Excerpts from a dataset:
******
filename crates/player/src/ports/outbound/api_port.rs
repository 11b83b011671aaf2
//! HTTP boundary error type

use thiserror::Error;

/// Errors raised at the HTTP boundary.
///
/// The variants follow the failure taxonomy of a submission: the request never
/// got an answer (`RequestFailed`, `Timeout`), the service answered with a
/// failure status (`HttpError`), or the answer could not be decoded
/// (`ParseError`).
#[derive(Debug, Clone, PartialEq, Eq, Error)]
pub enum ApiError {
    #[error("Request failed: {0}")]
    RequestFailed(String),

    #[error("Request timed out")]
    Timeout,

    #[error("HTTP error {status}: {message}")]
    HttpError { status: u16, message: String },

    #[error("Failed to parse response: {0}")]
    ParseError(String),

    #[error("Failed to serialize request: {0}")]
    SerializeError(String),
}
pub mod curp_form;
pub mod result_panel;

pub use curp_form::CurpForm;
pub use result_panel::ResultPanel;
//! Federative entities offered as birth-state suggestions
//!
//! The birth-state input stays free text; this list only feeds the suggestion
//! dropdown and a non-blocking "unrecognized" hint. No state-to-code mapping is
//! done on this side.

/// Entity names as the code-generation service recognizes them.
pub const MEXICAN_STATES: &[&str] = &[
    "AGUASCALIENTES",
    "BAJA CALIFORNIA",
    "BAJA CALIFORNIA SUR",
    "CAMPECHE",
    "CHIAPAS",
    "CHIHUAHUA",
    "COAHUILA",
    "COLIMA",
    "DISTRITO FEDERAL",
    "DURANGO",
    "ESTADO DE MEXICO",
    "GUANAJUATO",
    "GUERRERO",
    "HIDALGO",
    "JALISCO",
    "MICHOACAN",
    "MORELOS",
    "NAYARIT",
    "NUEVO LEON",
    "OAXACA",
    "PUEBLA",
    "QUERETARO",
    "QUINTANA ROO",
    "SAN LUIS POTOSI",
    "SINALOA",
    "SONORA",
    "TABASCO",
    "TAMAULIPAS",
    "TLAXCALA",
    "VERACRUZ",
    "YUCATAN",
    "ZACATECAS",
];

/// Case-insensitive, whitespace-tolerant membership check.
pub fn is_known_state(name: &str) -> bool {
    let normalized = name.trim().to_uppercase();
    MEXICAN_STATES.iter().any(|state| *state == normalized)
}

#[cfg(test)]
mod tests {
    use super::*;

    #[test]
    fn catalog_has_every_entity() {
        assert_eq!(MEXICAN_STATES.len(), 32);
    }

    #[test]
    fn lookup_ignores_case_and_padding() {
        assert!(is_known_state("jalisco"));
        assert!(is_known_state("  Nuevo Leon "));
        assert!(!is_known_state("Texas"));
        assert!(!is_known_state(""));
    }
}
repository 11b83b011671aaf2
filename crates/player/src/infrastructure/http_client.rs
//! HTTP adapter for `RawApiPort`
//!
//! Desktop builds use `reqwest`; browser builds go through `gloo-net` (the
//! browser's fetch). Both report failures with the same `ApiError` variants.

use serde_json::Value;
use std::time::Duration;

use crate::ports::outbound::{ApiError, RawApiPort};

#[cfg(not(target_arch = "wasm32"))]
pub use desktop::ApiAdapter;

#[cfg(target_arch = "wasm32")]
pub use wasm::ApiAdapter;

#[cfg(not(target_arch = "wasm32"))]
mod desktop {
    use super::*;
    use reqwest::Client;

    /// reqwest-backed adapter. The client carries the request timeout.
    #[derive(Clone)]
    pub struct ApiAdapter {
        client: Client,
    }

    impl ApiAdapter {
        pub fn new(request_timeout: Duration) -> Self {
            let client = Client::builder()
                .timeout(request_timeout)
                .build()
                .unwrap_or_else(|_| Client::new());

            Self { client }
        }
    }

    #[async_trait::async_trait]
    impl RawApiPort for ApiAdapter {
        async fn post_json(&self, url: &str, body: &Value) -> Result<Value, ApiError> {
            tracing::debug!(url, "POST");

            let response = self
                .client
                .post(url)
                .json(body)
                .send()
                .await
                .map_err(|e| {
                    if e.is_timeout() {
                        ApiError::Timeout
                    } else {
                        ApiError::RequestFailed(e.to_string())
                    }
                })?;

            let status = response.status();
            if !status.is_success() {
                let message = response.text().await.unwrap_or_default();
                tracing::warn!(url, status = status.as_u16(), "Service returned failure status");
                return Err(ApiError::HttpError {
                    status: status.as_u16(),
                    message,
                });
            }

            response
                .json::<Value>()
                .await
                .map_err(|e| ApiError::ParseError(e.to_string()))
        }
    }
}

#[cfg(target_arch = "wasm32")]
mod wasm {
    use super::*;
    use gloo_net::http::Request;

    /// fetch-backed adapter. Timeouts are enforced by the calling service.
    #[derive(Clone, Default)]
    pub struct ApiAdapter;

    impl ApiAdapter {
        pub fn new(_request_timeout: Duration) -> Self {
            Self
        }
    }

    #[async_trait::async_trait(?Send)]
    impl RawApiPort for ApiAdapter {
        async fn post_json(&self, url: &str, body: &Value) -> Result<Value, ApiError> {
            tracing::debug!(url, "POST");

            let request = Request::post(url)
                .json(body)
                .map_err(|e| ApiError::SerializeError(e.to_string()))?;

            let response = request
                .send()
                .await
                .map_err(|e| ApiError::RequestFailed(e.to_string()))?;

            if !response.ok() {
                let status = response.status();
                let message = response.text().await.unwrap_or_default();
                tracing::warn!(url, status, "Service returned failure status");
                return Err(ApiError::HttpError { status, message });
            }

            response
                .json::<Value>()
                .await
                .map_err(|e| ApiError::ParseError(e.to_string()))
        }
    }
}
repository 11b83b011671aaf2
//! Player port definitions.

pub mod outbound;
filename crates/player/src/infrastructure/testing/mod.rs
//! Test doubles for the HTTP boundary.

pub mod fixtures;

pub use fixtures::{api_request_failed, complete_fields, ScriptedApiPort, ScriptedReply};
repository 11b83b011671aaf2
//! Raw API Port - Object-safe HTTP boundary
//!
//! Typed request/response conversion happens in the application layer; adapters
//! only move JSON values, which keeps the trait object-safe so the composition
//! root can hand out `Arc<dyn RawApiPort>`.

use serde_json::Value;

use super::ApiError;

#[cfg_attr(any(test, feature = "testing"), mockall::automock)]
#[cfg_attr(not(target_arch = "wasm32"), async_trait::async_trait)]
#[cfg_attr(target_arch = "wasm32", async_trait::async_trait(?Send))]
pub trait RawApiPort: Send + Sync {
    /// POST `body` as JSON to the absolute `url` and return the decoded JSON body.
    ///
    /// Non-2xx statuses are reported as `ApiError::HttpError`.
    async fn post_json(&self, url: &str, body: &Value) -> Result<Value, ApiError>;
}
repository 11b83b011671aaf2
//! Application services
//!
//! Services depend on port traits, not concrete infrastructure implementations.

pub mod curp_service;

pub use curp_service::{to_generate_request, CurpService};
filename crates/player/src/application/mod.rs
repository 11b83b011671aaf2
//! Application layer: configuration, services, and the form controller.

pub mod config;
pub mod error;
pub mod form_controller;
pub mod services;

pub use config::{ClientConfig, ConfigError};
pub use error::ServiceError;
pub use form_controller::{FormController, FormSnapshot, PendingSubmission, SubmitOutcome};
pub use services::CurpService;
******
Quote the records from their first line to the line with "pub use curp_form::CurpForm;", inclusive, without adding or dropping anything.

filename crates/player/src/ports/outbound/api_port.rs
repository 11b83b011671aaf2
//! HTTP boundary error type

use thiserror::Error;

/// Errors raised at the HTTP boundary.
///
/// The variants follow the failure taxonomy of a submission: the request never
/// got an answer (`RequestFailed`, `Timeout`), the service answered with a
/// failure status (`HttpError`), or the answer could not be decoded
/// (`ParseError`).
#[derive(Debug, Clone, PartialEq, Eq, Error)]
pub enum ApiError {
    #[error("Request failed: {0}")]
    RequestFailed(String),

    #[error("Request timed out")]
    Timeout,

    #[error("HTTP error {status}: {message}")]
    HttpError { status: u16, message: String },

    #[error("Failed to parse response: {0}")]
    ParseError(String),

    #[error("Failed to serialize request: {0}")]
    SerializeError(String),
}
pub mod curp_form;
pub mod result_panel;

pub use curp_form::CurpForm;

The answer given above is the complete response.